The apes did rise!
The apes did rise after all.
The Planet of the Apes prequel, based on the old Charlton Heston SF movie franchise, raked in am impressive $54.8 million in its debut weekend, charged by tremendous special effects and a great marketing campaign. Produced on a relatively modest budget by Hollywood standards (only $93 million) the film added $23.4 million in initial overseas box office and, with gains since the weekend, now stands at $84.8 million in global box office, meaning the movie will quickly reach black ink on studio ledgers. Considering all the skyscrapers and metal buildings that were done away with in that movie, that’s an impressive precision of their special-effects budget!
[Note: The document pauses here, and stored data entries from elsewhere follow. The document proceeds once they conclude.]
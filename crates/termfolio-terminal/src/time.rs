//! Wall-clock source for the `date` command.

use chrono::{DateTime, FixedOffset, Local};

/// Abstraction over the wall clock.
pub trait TimeSource {
    /// Current local time with its UTC offset.
    fn now(&self) -> DateTime<FixedOffset>;
}

/// The host's local clock.
#[derive(Debug, Default, Clone, Copy)]
pub struct SystemClock;

impl TimeSource for SystemClock {
    fn now(&self) -> DateTime<FixedOffset> {
        Local::now().fixed_offset()
    }
}

/// A clock frozen at one instant.
#[derive(Debug, Clone, Copy)]
pub struct FixedClock(pub DateTime<FixedOffset>);

impl TimeSource for FixedClock {
    fn now(&self) -> DateTime<FixedOffset> {
        self.0
    }
}

/// Format like a browser's `Date.toString()`, minus the zone name:
/// `Mon Oct 19 2026 14:03:07 GMT+0200`.
pub fn format_timestamp(t: &DateTime<FixedOffset>) -> String {
    t.format("%a %b %d %Y %H:%M:%S GMT%z").to_string()
}
impl Interpreter {
    /// Build an interpreter with the built-in commands and easter eggs.
    pub fn from_config(config: &TermfolioConfig) -> Self {
        let mut registry = CommandRegistry::new();
        crate::register_builtins(&mut registry);
        Self::new(registry, PatternResponder::with_defaults(), config)
    }

    /// Build an interpreter around an explicit registry and pattern table.
    pub fn new(
        registry: CommandRegistry,
        responder: PatternResponder,
        config: &TermfolioConfig,
    ) -> Self {
        let completer = Completer::new(
            registry.names(),
            crate::file_commands::FILE_COMMAND,
            crate::file_commands::completable_files(),
        );
        Self {
            registry,
            responder,
            history: History::new(),
            completer,
            prompt: config.prompt.clone(),
            cwd: config.cwd.clone(),
            profile: config.profile.clone(),
            time: Box::new(SystemClock),
        }
    }

    /// Replace the wall clock used by `date`.
    pub fn with_time_source(mut self, time: Box<dyn TimeSource>) -> Self {
        self.time = time;
        self
    }

    /// Parse and execute a raw input line.
    ///
    /// Blank input is a no-op (`None`): no echo and no history entry.
    /// Anything else is recorded in history and always produces an echo,
    /// even when the command is unknown.
    pub fn execute(&mut self, raw: &str) -> Option<Submission> {
        let trimmed = raw.trim();
        if trimmed.is_empty() {
            return None;
        }

        let echo = markup::echo_line(&self.prompt, trimmed);
        self.history.submit(trimmed);

        let output = match self.resolve(trimmed) {
            Ok(output) => output,
            Err(e) => {
                log::debug!("'{trimmed}' failed: {e}");
                CommandOutput::Markup(markup::diagnostic(&e))
            },
        };
        Some(Submission { echo, output })
    }

    /// Run a registry command directly, bypassing echo, history and the
    /// pattern table. Errors are rendered as diagnostics.
    pub fn run_command(&self, name: &str, args: &[&str]) -> CommandOutput {
        let env = self.environment();
        self.registry
            .dispatch(name, args, &env)
            .unwrap_or_else(|e| CommandOutput::Markup(markup::diagnostic(&e)))
    }

    fn resolve(&self, trimmed: &str) -> Result<CommandOutput> {
        let lower = trimmed.to_lowercase();

        if let Some(reply) = self.responder.reply(&lower) {
            log::debug!("pattern response for '{lower}'");
            return Ok(CommandOutput::Markup(reply.to_string()));
        }

        if lower.starts_with(PRIVILEGED_PREFIX) && lower != ALLOWED_PRIVILEGED {
            log::debug!("privileged input rejected");
            return Err(TermfolioError::PrivilegeDenied);
        }

        let mut tokens = trimmed.split_whitespace();
        let name = tokens.next().unwrap_or_default().to_lowercase();
        let args: Vec<&str> = tokens.collect();

        if let Some(cmd) = self.registry.get(&name) {
            log::debug!("dispatching '{name}' with {} args", args.len());
            return cmd.execute(&args, &self.environment());
        }

        if let Some(reply) = self.responder.reply(&name) {
            log::debug!("first-token pattern response for '{name}'");
            return Ok(CommandOutput::Markup(reply.to_string()));
        }

        Err(TermfolioError::UnknownCommand(name))
    }

    fn environment(&self) -> Environment<'_> {
        Environment {
            cwd: &self.cwd,
            profile: &self.profile,
            time: self.time.as_ref(),
            registry: &self.registry,
        }
    }

    /// Tab-complete the current input text.
    pub fn complete(&self, text: &str) -> String {
        self.completer.complete(text)
    }

    /// Step back through history. `None` means no older entry.
    pub fn recall_previous(&mut self) -> Option<String> {
        self.history.recall_previous().map(str::to_string)
    }

    /// Step forward through history; empty once past the newest entry.
    pub fn recall_next(&mut self) -> String {
        self.history.recall_next().to_string()
    }

    pub fn history(&self) -> &History {
        &self.history
    }

    pub fn registry(&self) -> &CommandRegistry {
        &self.registry
    }

    pub fn responder(&self) -> &PatternResponder {
        &self.responder
    }
}

#[cfg(test)]
mod tests {
    use super::*;
    use crate::responder::Response;
    use crate::time::FixedClock;

    struct ShoutCmd;
    impl Command for ShoutCmd {
        fn name(&self) -> &str {
            "shout"
        }
        fn aliases(&self) -> &[&str] {
            &["yell"]
        }
        fn description(&self) -> &str {
            "Uppercase the arguments"
        }
        fn execute(&self, args: &[&str], _env: &Environment<'_>) -> Result<CommandOutput> {
            Ok(CommandOutput::Markup(args.join(" ").to_uppercase()))
        }
    }

    struct ArgsCmd;
    impl Command for ArgsCmd {
        fn name(&self) -> &str {
            "args"
        }
        fn description(&self) -> &str {
            "Debug-print the arguments"
        }
        fn execute(&self, args: &[&str], _env: &Environment<'_>) -> Result<CommandOutput> {
            Ok(CommandOutput::Markup(format!("{args:?}")))
        }
    }

    fn interp() -> Interpreter {
        let t = chrono::DateTime::parse_from_rfc3339("2026-10-19T14:03:07+02:00").unwrap();
        Interpreter::from_config(&TermfolioConfig::default())
            .with_time_source(Box::new(FixedClock(t)))
    }

    fn output_of(i: &mut Interpreter, line: &str) -> String {
        match i.execute(line).expect("non-blank input").output {
            CommandOutput::Markup(m) => m,
            other => panic!("expected markup, got {other:?}"),
        }
    }

    // -- Registry --

    #[test]
    fn register_and_dispatch_by_alias() {
        let mut reg = CommandRegistry::new();
        reg.register(Box::new(ShoutCmd));
        assert!(reg.get("shout").is_some());
        assert!(reg.get("YELL").is_some());
        assert_eq!(reg.len(), 2);
        assert_eq!(reg.names(), ["shout", "yell"]);
    }

    #[test]
    fn register_replaces_existing_key() {
        struct Other;
        impl Command for Other {
            fn name(&self) -> &str {
                "shout"
            }
            fn description(&self) -> &str {
                "replacement"
            }
            fn execute(&self, _: &[&str], _: &Environment<'_>) -> Result<CommandOutput> {
                Ok(CommandOutput::None)
            }
        }
        let mut reg = CommandRegistry::new();
        reg.register(Box::new(ShoutCmd));
        reg.register(Box::new(Other));
        assert_eq!(reg.get("shout").unwrap().description(), "replacement");
        // The alias still points at the first command.
        assert_eq!(reg.get("yell").unwrap().description(), "Uppercase the arguments");
        assert_eq!(reg.names(), ["yell", "shout"]);
    }

    #[test]
    fn list_skips_fully_shadowed_commands() {
        struct Plain(&'static str);
        impl Command for Plain {
            fn name(&self) -> &str {
                self.0
            }
            fn description(&self) -> &str {
                self.0
            }
            fn execute(&self, _: &[&str], _: &Environment<'_>) -> Result<CommandOutput> {
                Ok(CommandOutput::None)
            }
        }
        let mut reg = CommandRegistry::new();
        reg.register(Box::new(Plain("a")));
        reg.register(Box::new(Plain("b")));
        reg.register(Box::new(Plain("a")));
        let names: Vec<&str> = reg.list().map(|c| c.name()).collect();
        assert_eq!(names, ["b", "a"]);
    }

    #[test]
    fn dispatch_unknown_is_error() {
        let i = interp();
        let env = i.environment();
        let err = i.registry().dispatch("nope", &[], &env).unwrap_err();
        assert!(matches!(err, TermfolioError::UnknownCommand(n) if n == "nope"));
    }

    // -- Submission basics --

    #[test]
    fn blank_input_is_noop() {
        let mut i = interp();
        assert!(i.execute("").is_none());
        assert!(i.execute("   \t ").is_none());
        assert!(i.history().is_empty());
    }

    #[test]
    fn echo_precedes_output_even_for_unknown() {
        let mut i = interp();
        let sub = i.execute("  frobnicate  ").unwrap();
        assert!(sub.echo.contains("<span class=\"command-echo\">frobnicate</span>"));
        match sub.output {
            CommandOutput::Markup(m) => {
                assert!(m.contains("command not found: frobnicate."));
                assert!(m.contains("help"));
            },
            other => panic!("unexpected {other:?}"),
        }
    }

    #[test]
    fn history_records_trimmed_line() {
        let mut i = interp();
        i.execute("  pwd ");
        i.execute("bogus");
        assert_eq!(i.history().entries(), ["pwd", "bogus"]);
        assert_eq!(i.history().cursor(), 2);
    }

    #[test]
    fn submission_exits_recall_mode() {
        let mut i = interp();
        i.execute("pwd");
        i.execute("date");
        assert_eq!(i.recall_previous().as_deref(), Some("date"));
        i.execute("ls");
        assert_eq!(i.history().cursor(), 3);
    }

    // -- Dispatch order --

    #[test]
    fn command_name_is_case_insensitive_args_keep_case() {
        let mut reg = CommandRegistry::new();
        reg.register(Box::new(ArgsCmd));
        let mut i = Interpreter::new(reg, PatternResponder::new(), &TermfolioConfig::default());
        assert_eq!(output_of(&mut i, "ARGS Foo  bAR"), r#"["Foo", "bAR"]"#);
    }

    #[test]
    fn exact_pattern_beats_registry() {
        let mut reg = CommandRegistry::new();
        reg.register(Box::new(ShoutCmd));
        let mut responder = PatternResponder::new();
        responder.insert("shout loud", Response::Reply("egg".into()));
        let mut i = Interpreter::new(reg, responder, &TermfolioConfig::default());
        assert_eq!(output_of(&mut i, "Shout LOUD"), "egg");
        assert_eq!(output_of(&mut i, "shout quiet"), "QUIET");
    }

    #[test]
    fn pass_through_key_keeps_registry_reachable() {
        let mut reg = CommandRegistry::new();
        reg.register(Box::new(ShoutCmd));
        let mut responder = PatternResponder::new();
        responder.insert("shout", Response::PassThrough);
        let mut i = Interpreter::new(reg, responder, &TermfolioConfig::default());
        assert_eq!(output_of(&mut i, "shout"), "");
        assert_eq!(output_of(&mut i, "shout hi"), "HI");
    }

    #[test]
    fn reply_key_shadows_same_named_command() {
        let mut reg = CommandRegistry::new();
        reg.register(Box::new(ShoutCmd));
        let mut responder = PatternResponder::new();
        responder.insert("shout", Response::Reply("egg".into()));
        let mut i = Interpreter::new(reg, responder, &TermfolioConfig::default());
        assert_eq!(output_of(&mut i, "shout"), "egg");
        // With arguments the full line misses, so the registry wins.
        assert_eq!(output_of(&mut i, "shout hi"), "HI");
    }

    #[test]
    fn whoami_reaches_registry_through_pass_through() {
        let mut i = interp();
        assert_eq!(
            i.responder().lookup("whoami"),
            Some(&Response::PassThrough)
        );
        let out = output_of(&mut i, "whoami");
        assert_eq!(out, output_of(&mut i, "about"));
        assert!(out.contains("$ whoami"));
    }

    #[test]
    fn first_token_pattern_after_registry_miss() {
        let mut i = interp();
        let out = output_of(&mut i, "npm run build");
        assert!(out.contains("node_modules"));
        let out = output_of(&mut i, "cd /etc");
        assert!(out.contains("Already home."));
    }

    #[test]
    fn exact_multiword_pattern() {
        let mut i = interp();
        assert!(output_of(&mut i, "cd ..").contains("root of everything"));
        assert!(output_of(&mut i, "rm -rf /").contains("sandboxed"));
        assert!(output_of(&mut i, "git status").contains("On branch main"));
    }

    #[test]
    fn unmatched_multiword_falls_to_not_found() {
        let mut i = interp();
        let out = output_of(&mut i, "git log");
        assert!(out.contains("command not found: git."));
    }

    #[test]
    fn unknown_name_is_lowercased_and_escaped() {
        let mut i = interp();
        let out = output_of(&mut i, "<B>oom");
        assert!(out.contains("command not found: &lt;b&gt;oom."));
    }

    // -- Privilege gate --

    #[test]
    fn sudo_prefix_denied() {
        let mut i = interp();
        let out = output_of(&mut i, "sudo rm -rf /");
        assert!(out.contains("root access"));
        assert!(!out.contains("offer letter"));
        assert!(!out.contains("sandboxed"));
    }

    #[test]
    fn sudo_of_real_command_denied() {
        let mut i = interp();
        assert!(output_of(&mut i, "sudo ls").contains("root access"));
    }

    #[test]
    fn allow_listed_phrase_case_insensitive() {
        let mut i = interp();
        let out = output_of(&mut i, "SUDO HIRE ME");
        assert!(out.contains("offer letter"));
        assert!(!out.contains("root access"));
    }

    #[test]
    fn allow_listed_phrase_bypasses_gate_without_pattern() {
        let mut i = Interpreter::new(
            CommandRegistry::new(),
            PatternResponder::new(),
            &TermfolioConfig::default(),
        );
        // Not denied; with no pattern or command it is simply unknown.
        let out = output_of(&mut i, "sudo hire me");
        assert!(out.contains("command not found: sudo."));
    }

    #[test]
    fn bare_sudo_is_unknown() {
        let mut i = interp();
        assert!(output_of(&mut i, "sudo").contains("command not found: sudo."));
    }

    #[test]
    fn denied_input_still_enters_history() {
        let mut i = interp();
        i.execute("sudo reboot");
        assert_eq!(i.history().entries(), ["sudo reboot"]);
    }

    // -- Completion and run_command --

    #[test]
    fn completion_uses_registry_names() {
        let i = interp();
        assert_eq!(i.complete("hel"), "help");
        assert_eq!(i.complete("ab"), "about");
        assert_eq!(i.complete("cat ab"), "cat about.txt");
    }

    #[test]
    fn run_command_bypasses_history() {
        let i = interp();
        match i.run_command("pwd", &[]) {
            CommandOutput::Markup(m) => assert!(m.contains("/home/visitor/portfolio")),
            other => panic!("unexpected {other:?}"),
        }
        assert!(i.history().is_empty());
    }

    #[test]
    fn run_command_unknown_renders_diagnostic() {
        let i = interp();
        match i.run_command("nope", &[]) {
            CommandOutput::Markup(m) => assert!(m.contains("command not found: nope.")),
            other => panic!("unexpected {other:?}"),
        }
    }
}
Nothing else even came close. The Smurfs did well enough to secure second place with $20.7 million, while Cowboys and Aliens plummeted to a distant third place with $15.7 million in new ticket sales. That was barely better than the healthy-but-fading older competition.
The Jason Bateman-Ryan Reynolds vehicle The Change-Up scored a mere $13.5 million, followed by Captain America with $13 million, Harry Potter and the Deathly Hallows, Part 2 with $12.4 million, and Crazy Stupid Love with $12 million. Beyond seventh place, nothing else managed to score even $5 million.
The coming weekend is heavily favored toward the supernatural slasher film, Final Destination 5, while the comedy 30 Minutes Or Less and period-comedy The Help are underdogs this coming weekend. The X-Factor is the 3D-powered GLEE concert movie, which boasts the weakest screen count but will be the first test of the FOX TV powerhouse ratings series on the big screen.